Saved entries
------------------------
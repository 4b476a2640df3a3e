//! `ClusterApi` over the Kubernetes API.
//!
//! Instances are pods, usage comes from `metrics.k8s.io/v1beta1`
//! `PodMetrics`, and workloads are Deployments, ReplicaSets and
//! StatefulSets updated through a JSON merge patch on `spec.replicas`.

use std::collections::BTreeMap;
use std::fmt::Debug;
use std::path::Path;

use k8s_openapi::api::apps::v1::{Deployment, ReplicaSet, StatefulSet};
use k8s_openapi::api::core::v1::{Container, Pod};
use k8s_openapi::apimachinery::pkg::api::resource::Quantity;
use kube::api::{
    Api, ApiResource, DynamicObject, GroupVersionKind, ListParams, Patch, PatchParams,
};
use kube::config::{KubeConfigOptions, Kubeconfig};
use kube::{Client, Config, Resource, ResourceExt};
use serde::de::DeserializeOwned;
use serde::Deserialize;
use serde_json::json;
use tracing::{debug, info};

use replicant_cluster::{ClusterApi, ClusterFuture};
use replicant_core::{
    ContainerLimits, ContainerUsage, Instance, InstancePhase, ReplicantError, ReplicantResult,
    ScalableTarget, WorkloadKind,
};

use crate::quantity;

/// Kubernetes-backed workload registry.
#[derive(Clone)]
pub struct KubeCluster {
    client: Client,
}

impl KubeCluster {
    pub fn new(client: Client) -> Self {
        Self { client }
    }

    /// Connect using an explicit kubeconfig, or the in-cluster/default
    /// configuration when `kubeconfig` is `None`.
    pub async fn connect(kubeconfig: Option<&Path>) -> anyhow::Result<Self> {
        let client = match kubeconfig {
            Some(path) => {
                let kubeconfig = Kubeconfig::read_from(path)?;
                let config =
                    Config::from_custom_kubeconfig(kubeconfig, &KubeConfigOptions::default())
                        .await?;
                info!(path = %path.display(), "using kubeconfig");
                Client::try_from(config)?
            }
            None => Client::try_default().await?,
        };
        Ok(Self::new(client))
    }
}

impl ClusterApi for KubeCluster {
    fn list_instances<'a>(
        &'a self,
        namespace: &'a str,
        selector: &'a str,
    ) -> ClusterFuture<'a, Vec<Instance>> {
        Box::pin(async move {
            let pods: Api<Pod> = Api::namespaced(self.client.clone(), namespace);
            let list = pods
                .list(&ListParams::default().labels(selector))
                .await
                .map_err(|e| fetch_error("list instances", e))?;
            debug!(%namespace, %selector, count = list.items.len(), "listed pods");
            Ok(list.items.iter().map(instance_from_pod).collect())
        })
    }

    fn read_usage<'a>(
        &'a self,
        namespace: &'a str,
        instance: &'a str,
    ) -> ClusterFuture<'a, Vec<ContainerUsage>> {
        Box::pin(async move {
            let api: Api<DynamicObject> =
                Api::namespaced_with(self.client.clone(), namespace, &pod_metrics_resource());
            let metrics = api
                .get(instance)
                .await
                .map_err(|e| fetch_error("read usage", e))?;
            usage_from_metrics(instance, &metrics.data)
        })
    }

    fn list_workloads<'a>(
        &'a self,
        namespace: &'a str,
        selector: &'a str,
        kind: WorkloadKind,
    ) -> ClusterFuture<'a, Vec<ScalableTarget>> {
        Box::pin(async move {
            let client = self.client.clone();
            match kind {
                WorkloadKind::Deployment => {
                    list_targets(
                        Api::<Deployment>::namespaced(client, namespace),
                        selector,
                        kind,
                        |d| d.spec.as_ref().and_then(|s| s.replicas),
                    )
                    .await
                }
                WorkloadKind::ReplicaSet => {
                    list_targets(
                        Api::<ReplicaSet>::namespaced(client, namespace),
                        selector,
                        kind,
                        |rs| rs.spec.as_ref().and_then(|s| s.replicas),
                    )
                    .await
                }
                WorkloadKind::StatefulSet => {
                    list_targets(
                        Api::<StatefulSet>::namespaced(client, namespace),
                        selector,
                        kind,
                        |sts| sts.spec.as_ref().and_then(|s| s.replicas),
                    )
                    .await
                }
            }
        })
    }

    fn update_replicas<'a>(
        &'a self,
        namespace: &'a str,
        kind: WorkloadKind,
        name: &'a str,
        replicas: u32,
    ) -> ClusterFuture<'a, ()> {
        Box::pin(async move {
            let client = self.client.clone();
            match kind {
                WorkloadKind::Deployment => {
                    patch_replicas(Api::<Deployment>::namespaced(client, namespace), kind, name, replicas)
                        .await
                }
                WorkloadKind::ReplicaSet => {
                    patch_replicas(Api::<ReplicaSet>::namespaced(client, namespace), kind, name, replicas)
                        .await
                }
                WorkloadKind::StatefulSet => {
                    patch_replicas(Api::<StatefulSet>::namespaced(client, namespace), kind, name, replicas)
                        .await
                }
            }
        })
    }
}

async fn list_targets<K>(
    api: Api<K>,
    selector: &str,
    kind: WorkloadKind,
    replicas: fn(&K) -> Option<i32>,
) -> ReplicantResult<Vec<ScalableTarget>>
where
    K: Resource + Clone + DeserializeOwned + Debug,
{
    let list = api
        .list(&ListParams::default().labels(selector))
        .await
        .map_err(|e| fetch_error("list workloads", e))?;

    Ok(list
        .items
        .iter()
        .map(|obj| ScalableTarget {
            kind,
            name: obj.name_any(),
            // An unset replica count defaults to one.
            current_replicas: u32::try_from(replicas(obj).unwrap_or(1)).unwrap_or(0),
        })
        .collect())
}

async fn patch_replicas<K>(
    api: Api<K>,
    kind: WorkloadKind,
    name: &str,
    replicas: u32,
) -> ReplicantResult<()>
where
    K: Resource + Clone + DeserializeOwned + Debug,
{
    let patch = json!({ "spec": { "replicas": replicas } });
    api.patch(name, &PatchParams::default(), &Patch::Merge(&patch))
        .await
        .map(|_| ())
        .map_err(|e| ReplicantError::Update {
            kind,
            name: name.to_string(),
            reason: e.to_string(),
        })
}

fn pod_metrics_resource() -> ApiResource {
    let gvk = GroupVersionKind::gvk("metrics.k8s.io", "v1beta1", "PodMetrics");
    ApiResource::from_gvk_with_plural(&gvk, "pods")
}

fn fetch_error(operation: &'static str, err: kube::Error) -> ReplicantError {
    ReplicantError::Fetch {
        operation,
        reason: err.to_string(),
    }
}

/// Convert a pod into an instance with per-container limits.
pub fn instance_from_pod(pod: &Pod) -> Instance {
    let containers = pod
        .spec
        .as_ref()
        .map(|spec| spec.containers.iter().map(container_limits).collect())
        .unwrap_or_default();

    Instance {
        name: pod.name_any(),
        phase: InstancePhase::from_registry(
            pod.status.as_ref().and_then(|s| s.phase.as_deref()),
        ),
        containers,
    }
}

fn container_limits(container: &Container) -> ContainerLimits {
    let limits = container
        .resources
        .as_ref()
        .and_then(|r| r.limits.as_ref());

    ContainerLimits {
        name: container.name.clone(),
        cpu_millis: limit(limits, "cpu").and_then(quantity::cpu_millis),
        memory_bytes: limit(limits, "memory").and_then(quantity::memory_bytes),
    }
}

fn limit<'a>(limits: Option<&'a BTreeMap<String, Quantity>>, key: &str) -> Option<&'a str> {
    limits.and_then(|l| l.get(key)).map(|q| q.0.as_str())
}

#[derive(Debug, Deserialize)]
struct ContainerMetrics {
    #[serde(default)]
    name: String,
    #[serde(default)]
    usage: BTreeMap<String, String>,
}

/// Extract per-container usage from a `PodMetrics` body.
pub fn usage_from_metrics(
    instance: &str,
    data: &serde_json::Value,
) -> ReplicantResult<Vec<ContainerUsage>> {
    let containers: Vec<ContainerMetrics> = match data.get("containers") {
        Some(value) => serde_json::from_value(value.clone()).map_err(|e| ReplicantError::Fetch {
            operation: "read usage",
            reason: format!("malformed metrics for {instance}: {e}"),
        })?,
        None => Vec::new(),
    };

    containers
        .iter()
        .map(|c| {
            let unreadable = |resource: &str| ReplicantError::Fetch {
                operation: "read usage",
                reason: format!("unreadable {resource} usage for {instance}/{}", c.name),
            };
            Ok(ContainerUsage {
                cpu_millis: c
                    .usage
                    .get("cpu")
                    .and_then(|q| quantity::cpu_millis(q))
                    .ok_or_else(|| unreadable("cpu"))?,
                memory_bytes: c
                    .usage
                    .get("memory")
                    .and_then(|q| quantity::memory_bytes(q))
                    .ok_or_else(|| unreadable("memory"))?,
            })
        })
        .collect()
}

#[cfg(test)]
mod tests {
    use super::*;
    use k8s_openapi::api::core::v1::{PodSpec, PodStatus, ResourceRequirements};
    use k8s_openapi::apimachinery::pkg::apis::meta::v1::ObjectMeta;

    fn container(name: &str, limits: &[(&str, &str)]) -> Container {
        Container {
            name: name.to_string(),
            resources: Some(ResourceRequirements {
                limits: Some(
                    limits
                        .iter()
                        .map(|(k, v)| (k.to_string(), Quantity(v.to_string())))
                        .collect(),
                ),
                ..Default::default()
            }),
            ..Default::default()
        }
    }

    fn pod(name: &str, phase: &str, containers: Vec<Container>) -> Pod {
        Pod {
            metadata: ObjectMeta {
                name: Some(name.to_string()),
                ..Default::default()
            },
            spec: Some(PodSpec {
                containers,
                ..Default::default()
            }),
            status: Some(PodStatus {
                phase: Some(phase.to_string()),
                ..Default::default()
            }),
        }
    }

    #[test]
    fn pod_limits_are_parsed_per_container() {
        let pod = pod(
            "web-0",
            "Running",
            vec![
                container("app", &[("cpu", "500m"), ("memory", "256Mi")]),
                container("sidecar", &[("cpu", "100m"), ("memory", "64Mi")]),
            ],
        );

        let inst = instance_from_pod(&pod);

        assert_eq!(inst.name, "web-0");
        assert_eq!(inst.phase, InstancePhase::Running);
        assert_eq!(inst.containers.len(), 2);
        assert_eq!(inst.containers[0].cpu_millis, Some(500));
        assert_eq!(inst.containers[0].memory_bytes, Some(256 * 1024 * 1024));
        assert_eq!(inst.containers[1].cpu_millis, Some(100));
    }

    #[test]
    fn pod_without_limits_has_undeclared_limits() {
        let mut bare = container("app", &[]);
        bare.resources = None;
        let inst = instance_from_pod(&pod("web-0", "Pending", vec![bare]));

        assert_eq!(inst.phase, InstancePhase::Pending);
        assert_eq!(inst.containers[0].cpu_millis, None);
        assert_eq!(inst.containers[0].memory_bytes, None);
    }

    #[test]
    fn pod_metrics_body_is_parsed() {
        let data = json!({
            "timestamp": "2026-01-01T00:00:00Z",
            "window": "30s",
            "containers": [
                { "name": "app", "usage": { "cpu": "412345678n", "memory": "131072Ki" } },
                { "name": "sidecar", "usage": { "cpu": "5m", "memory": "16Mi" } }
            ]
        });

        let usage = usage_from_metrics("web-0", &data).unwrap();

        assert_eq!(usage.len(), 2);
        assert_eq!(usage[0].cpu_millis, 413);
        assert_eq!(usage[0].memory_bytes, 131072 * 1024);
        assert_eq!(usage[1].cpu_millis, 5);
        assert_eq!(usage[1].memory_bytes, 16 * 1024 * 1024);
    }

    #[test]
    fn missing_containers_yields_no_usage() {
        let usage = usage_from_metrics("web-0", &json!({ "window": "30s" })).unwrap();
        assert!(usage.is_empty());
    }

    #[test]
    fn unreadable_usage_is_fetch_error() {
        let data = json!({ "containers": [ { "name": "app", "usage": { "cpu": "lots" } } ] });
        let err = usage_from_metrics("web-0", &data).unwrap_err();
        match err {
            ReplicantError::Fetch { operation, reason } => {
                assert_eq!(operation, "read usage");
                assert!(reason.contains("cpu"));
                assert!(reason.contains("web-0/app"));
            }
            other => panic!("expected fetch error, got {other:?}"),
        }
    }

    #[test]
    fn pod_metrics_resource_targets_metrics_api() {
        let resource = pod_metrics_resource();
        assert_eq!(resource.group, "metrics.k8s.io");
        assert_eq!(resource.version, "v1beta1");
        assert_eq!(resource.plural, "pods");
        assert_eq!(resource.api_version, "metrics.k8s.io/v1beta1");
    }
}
------------------------
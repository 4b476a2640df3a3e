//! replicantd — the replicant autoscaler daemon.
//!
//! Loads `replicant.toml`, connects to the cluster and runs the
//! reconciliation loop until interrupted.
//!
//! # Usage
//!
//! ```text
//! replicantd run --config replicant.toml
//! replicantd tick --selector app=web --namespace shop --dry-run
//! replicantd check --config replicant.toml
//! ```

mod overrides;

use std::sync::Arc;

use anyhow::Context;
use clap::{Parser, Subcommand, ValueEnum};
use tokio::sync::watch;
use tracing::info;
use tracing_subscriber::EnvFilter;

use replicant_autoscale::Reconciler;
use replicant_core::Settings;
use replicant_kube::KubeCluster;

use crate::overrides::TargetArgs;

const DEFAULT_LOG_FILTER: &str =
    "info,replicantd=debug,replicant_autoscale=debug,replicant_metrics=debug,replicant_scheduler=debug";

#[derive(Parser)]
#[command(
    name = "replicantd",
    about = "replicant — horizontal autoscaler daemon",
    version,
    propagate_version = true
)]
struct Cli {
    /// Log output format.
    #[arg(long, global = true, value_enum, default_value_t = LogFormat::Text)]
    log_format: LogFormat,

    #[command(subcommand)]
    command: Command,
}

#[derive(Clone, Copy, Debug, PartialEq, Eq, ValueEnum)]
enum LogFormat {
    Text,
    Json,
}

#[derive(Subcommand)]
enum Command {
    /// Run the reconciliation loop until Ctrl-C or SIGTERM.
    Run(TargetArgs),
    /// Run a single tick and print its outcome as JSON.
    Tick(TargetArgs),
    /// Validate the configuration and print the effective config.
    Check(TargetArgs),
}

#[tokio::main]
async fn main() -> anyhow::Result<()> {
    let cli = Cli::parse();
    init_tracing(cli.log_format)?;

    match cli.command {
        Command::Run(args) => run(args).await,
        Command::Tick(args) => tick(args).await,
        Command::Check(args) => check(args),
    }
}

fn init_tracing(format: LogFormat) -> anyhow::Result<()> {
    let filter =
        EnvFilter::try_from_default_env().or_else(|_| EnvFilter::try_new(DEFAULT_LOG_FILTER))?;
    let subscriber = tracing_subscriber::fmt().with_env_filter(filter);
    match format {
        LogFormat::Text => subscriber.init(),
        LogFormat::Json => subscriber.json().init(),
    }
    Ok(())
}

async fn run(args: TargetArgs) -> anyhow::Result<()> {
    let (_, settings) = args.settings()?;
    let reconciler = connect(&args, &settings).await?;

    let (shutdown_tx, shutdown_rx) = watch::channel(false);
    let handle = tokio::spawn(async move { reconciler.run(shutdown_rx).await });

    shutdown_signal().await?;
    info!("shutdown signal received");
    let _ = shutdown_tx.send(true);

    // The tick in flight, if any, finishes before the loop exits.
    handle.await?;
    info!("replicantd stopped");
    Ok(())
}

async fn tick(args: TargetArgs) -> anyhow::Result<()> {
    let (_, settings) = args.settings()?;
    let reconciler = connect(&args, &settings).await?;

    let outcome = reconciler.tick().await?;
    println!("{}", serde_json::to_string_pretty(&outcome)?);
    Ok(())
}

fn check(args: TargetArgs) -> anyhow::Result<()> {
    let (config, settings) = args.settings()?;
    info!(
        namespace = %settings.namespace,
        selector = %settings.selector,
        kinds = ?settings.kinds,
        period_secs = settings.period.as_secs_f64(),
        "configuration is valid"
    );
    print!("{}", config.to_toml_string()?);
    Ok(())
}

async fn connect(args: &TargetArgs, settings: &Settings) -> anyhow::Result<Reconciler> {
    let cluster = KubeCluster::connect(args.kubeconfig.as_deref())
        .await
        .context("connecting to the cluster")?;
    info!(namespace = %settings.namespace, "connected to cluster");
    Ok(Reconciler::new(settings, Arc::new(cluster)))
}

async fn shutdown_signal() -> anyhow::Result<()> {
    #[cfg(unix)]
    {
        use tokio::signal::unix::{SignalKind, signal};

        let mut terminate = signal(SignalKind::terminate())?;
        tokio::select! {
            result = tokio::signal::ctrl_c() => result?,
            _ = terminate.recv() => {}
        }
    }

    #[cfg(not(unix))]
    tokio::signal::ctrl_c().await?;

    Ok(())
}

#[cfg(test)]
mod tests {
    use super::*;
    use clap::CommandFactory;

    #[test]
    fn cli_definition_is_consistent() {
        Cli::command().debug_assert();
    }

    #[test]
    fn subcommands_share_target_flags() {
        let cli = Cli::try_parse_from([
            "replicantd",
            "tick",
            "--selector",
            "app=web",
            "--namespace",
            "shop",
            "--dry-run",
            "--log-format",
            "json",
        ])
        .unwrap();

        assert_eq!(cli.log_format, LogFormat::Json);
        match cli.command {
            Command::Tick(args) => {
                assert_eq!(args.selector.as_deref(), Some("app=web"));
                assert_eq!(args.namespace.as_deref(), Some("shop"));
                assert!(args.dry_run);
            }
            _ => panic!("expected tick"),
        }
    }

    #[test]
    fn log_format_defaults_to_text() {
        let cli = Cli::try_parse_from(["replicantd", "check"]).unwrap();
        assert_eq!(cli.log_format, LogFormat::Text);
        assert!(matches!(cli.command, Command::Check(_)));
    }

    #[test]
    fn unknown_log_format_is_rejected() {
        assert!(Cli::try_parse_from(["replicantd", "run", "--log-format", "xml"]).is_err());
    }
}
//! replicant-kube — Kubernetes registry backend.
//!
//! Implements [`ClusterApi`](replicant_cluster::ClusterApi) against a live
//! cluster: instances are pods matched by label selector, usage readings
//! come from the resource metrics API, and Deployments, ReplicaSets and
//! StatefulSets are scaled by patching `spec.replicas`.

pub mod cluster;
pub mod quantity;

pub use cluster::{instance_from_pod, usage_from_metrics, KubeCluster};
------------------------
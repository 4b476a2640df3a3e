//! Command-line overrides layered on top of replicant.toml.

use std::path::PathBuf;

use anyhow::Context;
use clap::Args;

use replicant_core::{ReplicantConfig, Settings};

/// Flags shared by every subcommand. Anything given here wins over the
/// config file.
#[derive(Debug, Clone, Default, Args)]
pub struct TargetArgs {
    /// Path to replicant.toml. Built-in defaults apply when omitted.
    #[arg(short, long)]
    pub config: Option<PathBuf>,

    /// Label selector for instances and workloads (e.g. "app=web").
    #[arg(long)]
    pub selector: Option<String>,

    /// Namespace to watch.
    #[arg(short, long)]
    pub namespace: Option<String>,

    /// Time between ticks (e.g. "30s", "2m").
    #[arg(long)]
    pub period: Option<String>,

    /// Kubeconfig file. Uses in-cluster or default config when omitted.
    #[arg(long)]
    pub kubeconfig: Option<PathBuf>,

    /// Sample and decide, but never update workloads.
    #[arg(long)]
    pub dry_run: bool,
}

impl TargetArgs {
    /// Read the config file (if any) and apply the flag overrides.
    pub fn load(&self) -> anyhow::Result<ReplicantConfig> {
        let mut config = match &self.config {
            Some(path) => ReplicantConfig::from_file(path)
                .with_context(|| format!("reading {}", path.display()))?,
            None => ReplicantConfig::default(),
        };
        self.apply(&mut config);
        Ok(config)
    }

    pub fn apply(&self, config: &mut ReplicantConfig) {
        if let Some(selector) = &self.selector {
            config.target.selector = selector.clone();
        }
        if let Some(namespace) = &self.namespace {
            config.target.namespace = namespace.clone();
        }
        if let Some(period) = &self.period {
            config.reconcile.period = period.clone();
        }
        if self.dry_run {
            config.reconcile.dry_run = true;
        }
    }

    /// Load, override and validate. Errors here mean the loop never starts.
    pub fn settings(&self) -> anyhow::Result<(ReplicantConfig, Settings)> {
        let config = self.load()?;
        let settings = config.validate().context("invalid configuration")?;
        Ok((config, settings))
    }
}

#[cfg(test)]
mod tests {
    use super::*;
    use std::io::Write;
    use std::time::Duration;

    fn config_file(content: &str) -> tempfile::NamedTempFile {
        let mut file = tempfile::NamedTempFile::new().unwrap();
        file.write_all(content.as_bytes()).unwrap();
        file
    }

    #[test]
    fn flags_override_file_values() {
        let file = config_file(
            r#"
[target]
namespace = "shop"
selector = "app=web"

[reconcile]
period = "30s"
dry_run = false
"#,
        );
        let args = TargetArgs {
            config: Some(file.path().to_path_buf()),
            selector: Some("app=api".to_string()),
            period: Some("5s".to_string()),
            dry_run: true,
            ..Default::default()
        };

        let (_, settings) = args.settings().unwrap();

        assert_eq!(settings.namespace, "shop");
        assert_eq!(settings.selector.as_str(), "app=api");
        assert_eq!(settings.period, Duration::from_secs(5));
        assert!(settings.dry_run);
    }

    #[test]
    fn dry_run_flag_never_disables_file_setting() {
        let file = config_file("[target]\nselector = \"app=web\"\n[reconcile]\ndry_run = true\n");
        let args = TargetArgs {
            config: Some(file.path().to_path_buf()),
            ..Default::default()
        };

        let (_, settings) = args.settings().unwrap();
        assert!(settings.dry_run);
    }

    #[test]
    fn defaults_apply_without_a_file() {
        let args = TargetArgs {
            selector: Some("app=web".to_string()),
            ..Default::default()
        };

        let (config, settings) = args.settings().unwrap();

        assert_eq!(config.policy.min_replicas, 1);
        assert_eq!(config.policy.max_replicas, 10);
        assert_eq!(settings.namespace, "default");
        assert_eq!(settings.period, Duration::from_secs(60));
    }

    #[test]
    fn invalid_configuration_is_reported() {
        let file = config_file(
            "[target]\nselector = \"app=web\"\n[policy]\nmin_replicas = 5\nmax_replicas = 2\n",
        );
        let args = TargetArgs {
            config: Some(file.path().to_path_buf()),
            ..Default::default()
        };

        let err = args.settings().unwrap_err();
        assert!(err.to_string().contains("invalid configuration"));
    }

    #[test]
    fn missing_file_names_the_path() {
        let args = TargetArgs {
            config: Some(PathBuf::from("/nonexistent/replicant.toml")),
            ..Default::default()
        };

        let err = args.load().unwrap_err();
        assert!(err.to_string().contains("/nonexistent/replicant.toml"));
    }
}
------------------------
Look over the data above and show each line that contains "ReplicantError".

* **Solution to this problem**:
    ContainerLimits, ContainerUsage, Instance, InstancePhase, ReplicantError, ReplicantResult,
        .map_err(|e| ReplicantError::Update {
fn fetch_error(operation: &'static str, err: kube::Error) -> ReplicantError {
    ReplicantError::Fetch {
        Some(value) => serde_json::from_value(value.clone()).map_err(|e| ReplicantError::Fetch {
            let unreadable = |resource: &str| ReplicantError::Fetch {
            ReplicantError::Fetch { operation, reason } => {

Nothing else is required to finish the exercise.